Please repeat the lines below, exactly and only, from the one that holds "filename src/store.rs" through the one that holds "use chrono::Utc;".

Stored items
▼

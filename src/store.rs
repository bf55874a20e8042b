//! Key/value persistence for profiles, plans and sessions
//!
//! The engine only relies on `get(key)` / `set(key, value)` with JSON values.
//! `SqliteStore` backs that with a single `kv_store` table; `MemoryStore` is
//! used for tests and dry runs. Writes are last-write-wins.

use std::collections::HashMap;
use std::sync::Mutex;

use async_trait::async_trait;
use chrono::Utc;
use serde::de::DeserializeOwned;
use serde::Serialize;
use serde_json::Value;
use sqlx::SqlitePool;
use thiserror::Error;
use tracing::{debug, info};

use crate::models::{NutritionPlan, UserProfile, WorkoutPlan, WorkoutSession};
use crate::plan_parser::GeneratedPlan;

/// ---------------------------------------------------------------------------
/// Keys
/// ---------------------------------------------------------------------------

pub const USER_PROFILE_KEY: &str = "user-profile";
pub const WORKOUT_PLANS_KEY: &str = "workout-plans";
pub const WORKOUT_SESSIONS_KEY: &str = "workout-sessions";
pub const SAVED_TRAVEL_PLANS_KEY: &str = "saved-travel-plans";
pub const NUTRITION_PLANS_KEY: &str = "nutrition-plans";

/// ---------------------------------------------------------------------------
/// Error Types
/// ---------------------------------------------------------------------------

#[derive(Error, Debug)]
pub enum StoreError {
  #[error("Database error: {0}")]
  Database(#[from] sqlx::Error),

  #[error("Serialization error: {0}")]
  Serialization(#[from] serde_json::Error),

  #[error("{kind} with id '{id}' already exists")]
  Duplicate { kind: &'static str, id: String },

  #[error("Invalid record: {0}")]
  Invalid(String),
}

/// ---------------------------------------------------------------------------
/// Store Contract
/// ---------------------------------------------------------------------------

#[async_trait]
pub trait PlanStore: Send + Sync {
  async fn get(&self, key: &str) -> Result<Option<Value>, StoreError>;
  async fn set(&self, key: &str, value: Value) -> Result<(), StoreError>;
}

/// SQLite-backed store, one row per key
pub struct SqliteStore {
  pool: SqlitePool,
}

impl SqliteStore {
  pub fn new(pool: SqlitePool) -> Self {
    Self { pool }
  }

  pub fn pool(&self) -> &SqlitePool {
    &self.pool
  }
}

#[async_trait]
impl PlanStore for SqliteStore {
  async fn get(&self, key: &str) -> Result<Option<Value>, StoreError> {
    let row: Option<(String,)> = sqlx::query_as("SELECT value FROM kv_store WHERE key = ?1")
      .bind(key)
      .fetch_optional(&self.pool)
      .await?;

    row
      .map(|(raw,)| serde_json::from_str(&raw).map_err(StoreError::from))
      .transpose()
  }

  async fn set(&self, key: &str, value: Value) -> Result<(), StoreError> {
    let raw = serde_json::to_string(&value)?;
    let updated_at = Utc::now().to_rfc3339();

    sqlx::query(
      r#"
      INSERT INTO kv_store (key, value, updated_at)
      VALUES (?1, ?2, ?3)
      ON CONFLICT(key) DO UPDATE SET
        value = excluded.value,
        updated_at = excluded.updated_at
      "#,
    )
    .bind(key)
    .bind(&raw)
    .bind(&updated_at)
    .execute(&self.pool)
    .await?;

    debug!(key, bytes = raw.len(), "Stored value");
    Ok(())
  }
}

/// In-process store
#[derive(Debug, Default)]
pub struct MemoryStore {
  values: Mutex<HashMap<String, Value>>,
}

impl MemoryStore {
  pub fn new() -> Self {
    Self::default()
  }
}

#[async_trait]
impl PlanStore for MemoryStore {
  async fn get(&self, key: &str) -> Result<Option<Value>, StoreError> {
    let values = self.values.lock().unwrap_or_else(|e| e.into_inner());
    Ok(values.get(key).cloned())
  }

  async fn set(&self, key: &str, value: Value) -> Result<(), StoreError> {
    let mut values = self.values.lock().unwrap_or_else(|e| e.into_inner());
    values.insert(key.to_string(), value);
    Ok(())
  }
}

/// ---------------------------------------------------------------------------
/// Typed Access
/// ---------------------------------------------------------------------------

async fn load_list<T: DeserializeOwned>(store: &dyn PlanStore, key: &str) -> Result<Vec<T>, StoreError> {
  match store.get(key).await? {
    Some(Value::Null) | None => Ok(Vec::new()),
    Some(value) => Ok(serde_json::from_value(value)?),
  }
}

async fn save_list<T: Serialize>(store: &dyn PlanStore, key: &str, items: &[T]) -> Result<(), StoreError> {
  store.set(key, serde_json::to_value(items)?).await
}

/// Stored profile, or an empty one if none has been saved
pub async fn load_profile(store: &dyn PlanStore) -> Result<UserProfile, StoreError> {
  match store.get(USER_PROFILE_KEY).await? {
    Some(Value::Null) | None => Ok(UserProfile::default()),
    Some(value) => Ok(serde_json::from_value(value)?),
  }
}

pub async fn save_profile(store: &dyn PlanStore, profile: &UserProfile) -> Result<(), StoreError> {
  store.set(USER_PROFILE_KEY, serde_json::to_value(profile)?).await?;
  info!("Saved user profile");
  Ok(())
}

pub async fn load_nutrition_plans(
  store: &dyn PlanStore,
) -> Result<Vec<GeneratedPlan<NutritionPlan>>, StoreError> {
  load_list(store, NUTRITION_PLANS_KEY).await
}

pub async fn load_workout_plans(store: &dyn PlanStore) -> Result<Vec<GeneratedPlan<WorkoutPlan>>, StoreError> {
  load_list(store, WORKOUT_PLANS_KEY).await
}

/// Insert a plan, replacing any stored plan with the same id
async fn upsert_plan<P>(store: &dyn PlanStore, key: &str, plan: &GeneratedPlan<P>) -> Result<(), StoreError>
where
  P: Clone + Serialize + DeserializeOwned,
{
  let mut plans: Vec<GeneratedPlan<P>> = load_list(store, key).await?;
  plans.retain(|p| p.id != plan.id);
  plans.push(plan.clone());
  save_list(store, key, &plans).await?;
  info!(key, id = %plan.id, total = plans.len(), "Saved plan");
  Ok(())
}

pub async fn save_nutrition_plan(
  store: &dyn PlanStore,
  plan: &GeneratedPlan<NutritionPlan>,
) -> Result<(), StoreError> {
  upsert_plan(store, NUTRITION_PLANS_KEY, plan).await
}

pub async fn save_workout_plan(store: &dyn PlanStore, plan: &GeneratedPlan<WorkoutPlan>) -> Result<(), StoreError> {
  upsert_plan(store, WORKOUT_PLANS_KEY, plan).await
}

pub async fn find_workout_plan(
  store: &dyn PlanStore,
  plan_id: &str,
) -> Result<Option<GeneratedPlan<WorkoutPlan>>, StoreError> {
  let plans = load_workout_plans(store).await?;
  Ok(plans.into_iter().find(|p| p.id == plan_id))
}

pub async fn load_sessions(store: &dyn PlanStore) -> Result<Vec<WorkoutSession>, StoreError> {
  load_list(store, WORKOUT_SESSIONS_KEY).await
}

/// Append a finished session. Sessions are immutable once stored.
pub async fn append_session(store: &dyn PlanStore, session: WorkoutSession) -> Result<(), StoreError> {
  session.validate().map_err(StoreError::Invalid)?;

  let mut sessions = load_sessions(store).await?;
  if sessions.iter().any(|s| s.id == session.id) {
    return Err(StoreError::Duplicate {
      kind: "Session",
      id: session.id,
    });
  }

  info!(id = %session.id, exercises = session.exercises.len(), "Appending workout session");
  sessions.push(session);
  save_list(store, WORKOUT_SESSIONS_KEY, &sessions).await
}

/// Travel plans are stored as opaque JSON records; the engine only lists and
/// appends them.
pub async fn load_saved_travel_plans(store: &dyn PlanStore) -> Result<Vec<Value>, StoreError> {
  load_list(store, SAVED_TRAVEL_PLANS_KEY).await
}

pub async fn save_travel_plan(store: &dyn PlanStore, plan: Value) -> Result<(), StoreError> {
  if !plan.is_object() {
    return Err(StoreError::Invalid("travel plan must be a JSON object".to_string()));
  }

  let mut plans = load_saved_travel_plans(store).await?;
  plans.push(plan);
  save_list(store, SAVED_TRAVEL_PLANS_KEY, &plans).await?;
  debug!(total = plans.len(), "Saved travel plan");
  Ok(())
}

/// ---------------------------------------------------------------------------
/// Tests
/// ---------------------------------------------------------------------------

▲
▼

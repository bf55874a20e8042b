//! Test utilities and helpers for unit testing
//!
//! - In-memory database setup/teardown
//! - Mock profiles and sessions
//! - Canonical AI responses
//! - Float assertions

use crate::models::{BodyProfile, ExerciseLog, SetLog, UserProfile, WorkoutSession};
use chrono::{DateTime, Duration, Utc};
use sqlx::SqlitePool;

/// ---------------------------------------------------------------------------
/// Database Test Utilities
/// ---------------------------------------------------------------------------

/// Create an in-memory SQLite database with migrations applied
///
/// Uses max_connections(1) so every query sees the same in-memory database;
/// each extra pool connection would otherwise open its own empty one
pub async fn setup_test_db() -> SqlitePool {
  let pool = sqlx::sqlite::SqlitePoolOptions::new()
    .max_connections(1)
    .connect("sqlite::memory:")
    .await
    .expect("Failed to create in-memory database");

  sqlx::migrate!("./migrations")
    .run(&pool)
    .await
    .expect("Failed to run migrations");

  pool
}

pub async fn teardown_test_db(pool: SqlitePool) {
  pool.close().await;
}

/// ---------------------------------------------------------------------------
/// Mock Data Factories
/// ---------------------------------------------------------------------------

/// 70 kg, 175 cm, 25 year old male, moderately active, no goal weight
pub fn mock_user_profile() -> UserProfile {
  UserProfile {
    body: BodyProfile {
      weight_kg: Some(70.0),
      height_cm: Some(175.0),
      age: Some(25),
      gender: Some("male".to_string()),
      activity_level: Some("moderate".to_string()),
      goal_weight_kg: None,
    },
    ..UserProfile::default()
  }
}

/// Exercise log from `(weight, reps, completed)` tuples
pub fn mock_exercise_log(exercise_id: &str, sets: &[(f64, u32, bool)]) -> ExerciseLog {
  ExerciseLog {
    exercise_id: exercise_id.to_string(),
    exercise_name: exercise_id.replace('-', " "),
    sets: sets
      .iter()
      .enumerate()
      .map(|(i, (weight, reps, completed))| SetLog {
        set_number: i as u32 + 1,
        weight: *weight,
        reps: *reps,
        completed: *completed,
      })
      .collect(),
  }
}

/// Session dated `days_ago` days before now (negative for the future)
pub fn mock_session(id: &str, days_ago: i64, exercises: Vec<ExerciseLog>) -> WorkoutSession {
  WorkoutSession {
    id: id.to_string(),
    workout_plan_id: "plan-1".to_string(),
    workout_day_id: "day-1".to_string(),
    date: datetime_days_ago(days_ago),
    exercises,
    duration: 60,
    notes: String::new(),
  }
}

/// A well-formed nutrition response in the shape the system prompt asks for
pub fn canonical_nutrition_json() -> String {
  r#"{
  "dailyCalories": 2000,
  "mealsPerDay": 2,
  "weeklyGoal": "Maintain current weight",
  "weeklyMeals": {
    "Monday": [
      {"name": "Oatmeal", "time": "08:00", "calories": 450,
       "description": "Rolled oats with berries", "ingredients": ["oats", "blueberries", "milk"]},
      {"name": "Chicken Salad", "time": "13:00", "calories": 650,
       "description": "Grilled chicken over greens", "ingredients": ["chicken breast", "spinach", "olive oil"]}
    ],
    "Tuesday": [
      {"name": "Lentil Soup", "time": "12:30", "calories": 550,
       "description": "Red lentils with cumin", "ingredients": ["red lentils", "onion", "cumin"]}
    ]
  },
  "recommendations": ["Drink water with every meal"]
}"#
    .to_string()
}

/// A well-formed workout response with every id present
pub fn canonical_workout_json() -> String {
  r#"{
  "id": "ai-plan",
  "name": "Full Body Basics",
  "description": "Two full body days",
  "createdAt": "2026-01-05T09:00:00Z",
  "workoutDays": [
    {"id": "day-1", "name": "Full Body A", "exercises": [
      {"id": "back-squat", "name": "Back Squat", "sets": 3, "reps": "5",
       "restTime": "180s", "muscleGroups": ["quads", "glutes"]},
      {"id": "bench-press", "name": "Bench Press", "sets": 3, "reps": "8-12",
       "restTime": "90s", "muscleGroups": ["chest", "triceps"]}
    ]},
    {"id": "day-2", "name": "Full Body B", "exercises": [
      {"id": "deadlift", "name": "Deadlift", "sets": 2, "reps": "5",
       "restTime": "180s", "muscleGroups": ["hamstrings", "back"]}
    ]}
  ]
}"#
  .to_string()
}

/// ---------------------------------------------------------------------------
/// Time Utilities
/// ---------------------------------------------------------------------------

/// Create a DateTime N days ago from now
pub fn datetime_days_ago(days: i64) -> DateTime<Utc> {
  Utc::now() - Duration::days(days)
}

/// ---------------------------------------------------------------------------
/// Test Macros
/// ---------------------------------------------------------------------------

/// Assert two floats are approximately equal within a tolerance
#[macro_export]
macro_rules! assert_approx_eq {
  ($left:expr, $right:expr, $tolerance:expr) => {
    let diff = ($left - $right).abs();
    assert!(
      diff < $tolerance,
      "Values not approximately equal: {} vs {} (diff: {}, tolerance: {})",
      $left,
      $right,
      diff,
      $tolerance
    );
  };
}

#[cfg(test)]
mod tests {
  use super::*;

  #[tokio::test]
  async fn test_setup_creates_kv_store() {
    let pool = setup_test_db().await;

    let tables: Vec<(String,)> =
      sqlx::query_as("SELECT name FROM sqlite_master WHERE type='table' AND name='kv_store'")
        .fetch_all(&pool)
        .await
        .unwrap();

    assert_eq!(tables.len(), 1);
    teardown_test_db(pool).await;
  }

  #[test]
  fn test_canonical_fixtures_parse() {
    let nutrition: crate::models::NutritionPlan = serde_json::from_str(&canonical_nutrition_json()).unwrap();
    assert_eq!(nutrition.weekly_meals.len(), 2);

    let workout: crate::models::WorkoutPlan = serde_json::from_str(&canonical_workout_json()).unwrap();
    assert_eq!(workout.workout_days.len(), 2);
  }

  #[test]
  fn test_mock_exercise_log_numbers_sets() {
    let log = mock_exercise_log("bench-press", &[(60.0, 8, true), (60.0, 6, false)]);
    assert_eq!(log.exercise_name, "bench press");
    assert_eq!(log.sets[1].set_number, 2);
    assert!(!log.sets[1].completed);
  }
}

▲
▼

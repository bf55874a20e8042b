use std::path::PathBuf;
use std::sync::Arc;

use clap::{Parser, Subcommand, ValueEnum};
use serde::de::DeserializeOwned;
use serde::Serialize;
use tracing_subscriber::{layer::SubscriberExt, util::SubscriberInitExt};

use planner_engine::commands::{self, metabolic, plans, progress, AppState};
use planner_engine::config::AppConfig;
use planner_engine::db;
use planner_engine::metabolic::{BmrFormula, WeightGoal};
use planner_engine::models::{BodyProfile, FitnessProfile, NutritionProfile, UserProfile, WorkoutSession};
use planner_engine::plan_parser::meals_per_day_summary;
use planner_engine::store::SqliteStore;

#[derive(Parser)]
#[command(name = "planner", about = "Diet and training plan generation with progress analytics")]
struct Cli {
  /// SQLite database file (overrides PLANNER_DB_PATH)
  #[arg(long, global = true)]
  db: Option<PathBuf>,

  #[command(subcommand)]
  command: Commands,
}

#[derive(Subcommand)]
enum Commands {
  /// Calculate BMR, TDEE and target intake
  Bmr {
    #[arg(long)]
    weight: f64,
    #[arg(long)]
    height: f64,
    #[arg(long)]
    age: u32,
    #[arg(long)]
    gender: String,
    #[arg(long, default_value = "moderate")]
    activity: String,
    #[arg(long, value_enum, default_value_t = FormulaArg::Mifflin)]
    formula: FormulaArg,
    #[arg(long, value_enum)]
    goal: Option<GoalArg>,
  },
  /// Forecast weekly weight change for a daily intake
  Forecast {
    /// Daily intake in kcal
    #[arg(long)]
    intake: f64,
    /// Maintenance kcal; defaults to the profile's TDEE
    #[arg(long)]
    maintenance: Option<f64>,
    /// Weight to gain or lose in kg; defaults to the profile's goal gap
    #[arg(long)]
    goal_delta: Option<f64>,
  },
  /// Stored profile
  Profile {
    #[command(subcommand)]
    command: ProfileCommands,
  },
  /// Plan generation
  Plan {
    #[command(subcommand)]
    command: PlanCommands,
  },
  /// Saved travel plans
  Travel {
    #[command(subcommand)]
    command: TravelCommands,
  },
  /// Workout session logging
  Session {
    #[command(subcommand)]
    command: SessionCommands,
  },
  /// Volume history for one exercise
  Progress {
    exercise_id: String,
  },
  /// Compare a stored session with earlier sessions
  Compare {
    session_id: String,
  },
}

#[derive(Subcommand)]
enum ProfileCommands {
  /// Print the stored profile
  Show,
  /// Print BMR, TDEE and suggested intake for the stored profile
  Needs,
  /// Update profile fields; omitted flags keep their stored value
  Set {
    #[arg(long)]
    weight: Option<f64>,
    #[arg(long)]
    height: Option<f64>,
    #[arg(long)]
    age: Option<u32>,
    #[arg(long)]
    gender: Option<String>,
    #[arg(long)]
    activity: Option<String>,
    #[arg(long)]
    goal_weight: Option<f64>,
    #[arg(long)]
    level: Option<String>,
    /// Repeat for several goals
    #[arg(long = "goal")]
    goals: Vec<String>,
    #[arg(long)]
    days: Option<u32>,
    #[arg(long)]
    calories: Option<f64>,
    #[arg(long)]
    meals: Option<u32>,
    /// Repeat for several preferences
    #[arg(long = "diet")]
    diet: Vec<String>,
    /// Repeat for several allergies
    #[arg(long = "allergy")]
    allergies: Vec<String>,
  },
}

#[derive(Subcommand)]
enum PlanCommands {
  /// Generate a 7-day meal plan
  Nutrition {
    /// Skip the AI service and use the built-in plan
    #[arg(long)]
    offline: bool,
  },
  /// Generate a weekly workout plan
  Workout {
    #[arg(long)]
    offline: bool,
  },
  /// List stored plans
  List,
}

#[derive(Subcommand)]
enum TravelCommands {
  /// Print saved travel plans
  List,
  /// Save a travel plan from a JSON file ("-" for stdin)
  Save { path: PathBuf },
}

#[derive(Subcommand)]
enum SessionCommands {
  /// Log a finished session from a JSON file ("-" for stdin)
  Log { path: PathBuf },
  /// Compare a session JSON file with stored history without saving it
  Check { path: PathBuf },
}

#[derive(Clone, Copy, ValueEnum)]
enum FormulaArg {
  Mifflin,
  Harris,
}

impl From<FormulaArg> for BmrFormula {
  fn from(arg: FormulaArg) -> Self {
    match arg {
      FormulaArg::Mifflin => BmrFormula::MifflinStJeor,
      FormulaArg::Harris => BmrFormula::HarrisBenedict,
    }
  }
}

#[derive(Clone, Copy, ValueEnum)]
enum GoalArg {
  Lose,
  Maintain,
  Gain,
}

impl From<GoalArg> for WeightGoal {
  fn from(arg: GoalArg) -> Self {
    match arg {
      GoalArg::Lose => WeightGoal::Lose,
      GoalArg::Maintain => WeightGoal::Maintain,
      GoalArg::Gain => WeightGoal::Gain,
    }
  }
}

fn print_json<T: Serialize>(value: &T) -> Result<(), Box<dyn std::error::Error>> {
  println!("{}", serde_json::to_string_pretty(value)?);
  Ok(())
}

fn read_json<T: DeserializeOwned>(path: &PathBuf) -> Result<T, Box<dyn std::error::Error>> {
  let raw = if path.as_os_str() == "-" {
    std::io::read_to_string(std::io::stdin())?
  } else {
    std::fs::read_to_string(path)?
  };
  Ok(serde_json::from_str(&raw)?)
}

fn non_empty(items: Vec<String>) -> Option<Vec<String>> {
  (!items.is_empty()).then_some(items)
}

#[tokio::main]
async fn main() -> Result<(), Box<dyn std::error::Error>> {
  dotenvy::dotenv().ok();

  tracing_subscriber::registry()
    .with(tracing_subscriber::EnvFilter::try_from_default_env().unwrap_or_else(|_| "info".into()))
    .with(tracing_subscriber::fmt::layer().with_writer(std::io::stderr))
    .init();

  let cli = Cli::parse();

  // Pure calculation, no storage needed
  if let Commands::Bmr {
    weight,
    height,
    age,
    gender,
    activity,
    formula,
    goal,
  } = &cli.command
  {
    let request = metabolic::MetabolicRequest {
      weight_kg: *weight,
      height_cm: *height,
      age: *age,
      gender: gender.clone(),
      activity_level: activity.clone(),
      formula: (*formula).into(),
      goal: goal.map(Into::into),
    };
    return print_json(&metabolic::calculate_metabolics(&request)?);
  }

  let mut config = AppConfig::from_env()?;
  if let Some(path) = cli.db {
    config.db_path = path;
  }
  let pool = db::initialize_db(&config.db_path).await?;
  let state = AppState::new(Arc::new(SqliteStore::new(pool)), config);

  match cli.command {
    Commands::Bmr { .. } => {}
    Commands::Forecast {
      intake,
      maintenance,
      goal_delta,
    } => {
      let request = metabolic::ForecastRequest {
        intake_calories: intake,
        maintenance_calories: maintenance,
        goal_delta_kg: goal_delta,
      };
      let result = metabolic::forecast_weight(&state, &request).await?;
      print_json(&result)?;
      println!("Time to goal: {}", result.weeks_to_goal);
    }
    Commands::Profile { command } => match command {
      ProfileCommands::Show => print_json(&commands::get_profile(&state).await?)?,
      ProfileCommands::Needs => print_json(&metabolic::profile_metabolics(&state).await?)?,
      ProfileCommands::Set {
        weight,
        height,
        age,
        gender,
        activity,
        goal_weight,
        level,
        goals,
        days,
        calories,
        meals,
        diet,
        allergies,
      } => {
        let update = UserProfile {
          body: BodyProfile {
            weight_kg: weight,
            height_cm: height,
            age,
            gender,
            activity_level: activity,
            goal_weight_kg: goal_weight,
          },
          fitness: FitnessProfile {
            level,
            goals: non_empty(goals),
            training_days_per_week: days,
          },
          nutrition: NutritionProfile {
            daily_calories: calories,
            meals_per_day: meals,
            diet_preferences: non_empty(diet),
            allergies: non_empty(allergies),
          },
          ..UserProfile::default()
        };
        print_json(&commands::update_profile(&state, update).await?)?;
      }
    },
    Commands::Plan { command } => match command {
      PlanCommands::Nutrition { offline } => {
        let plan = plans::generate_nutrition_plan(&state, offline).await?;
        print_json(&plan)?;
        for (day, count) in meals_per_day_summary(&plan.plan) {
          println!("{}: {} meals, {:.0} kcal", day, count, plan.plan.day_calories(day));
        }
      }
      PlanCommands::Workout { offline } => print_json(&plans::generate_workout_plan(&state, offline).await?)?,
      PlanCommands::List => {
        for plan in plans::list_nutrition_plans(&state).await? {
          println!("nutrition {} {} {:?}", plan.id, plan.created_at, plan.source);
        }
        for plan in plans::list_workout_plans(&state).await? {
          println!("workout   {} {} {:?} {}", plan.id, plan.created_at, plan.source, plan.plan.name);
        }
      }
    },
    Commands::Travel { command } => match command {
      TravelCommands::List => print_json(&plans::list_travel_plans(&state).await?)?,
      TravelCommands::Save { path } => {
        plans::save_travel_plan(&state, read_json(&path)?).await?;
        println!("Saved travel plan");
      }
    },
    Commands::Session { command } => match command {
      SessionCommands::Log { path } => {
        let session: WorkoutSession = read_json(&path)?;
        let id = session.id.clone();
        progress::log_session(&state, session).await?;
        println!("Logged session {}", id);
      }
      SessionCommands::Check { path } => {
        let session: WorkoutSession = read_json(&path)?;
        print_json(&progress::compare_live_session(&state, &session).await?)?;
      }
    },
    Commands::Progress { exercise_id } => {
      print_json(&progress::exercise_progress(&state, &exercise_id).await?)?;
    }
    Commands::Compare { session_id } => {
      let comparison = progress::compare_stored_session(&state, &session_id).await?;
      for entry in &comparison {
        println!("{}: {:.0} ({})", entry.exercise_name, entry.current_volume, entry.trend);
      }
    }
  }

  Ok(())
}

▲

* _YOUR SOLUTION_:
filename src/store.rs
repository bf55874a20e8042b
//! Key/value persistence for profiles, plans and sessions
//!
//! The engine only relies on `get(key)` / `set(key, value)` with JSON values.
//! `SqliteStore` backs that with a single `kv_store` table; `MemoryStore` is
//! used for tests and dry runs. Writes are last-write-wins.

use std::collections::HashMap;
use std::sync::Mutex;

use async_trait::async_trait;
use chrono::Utc;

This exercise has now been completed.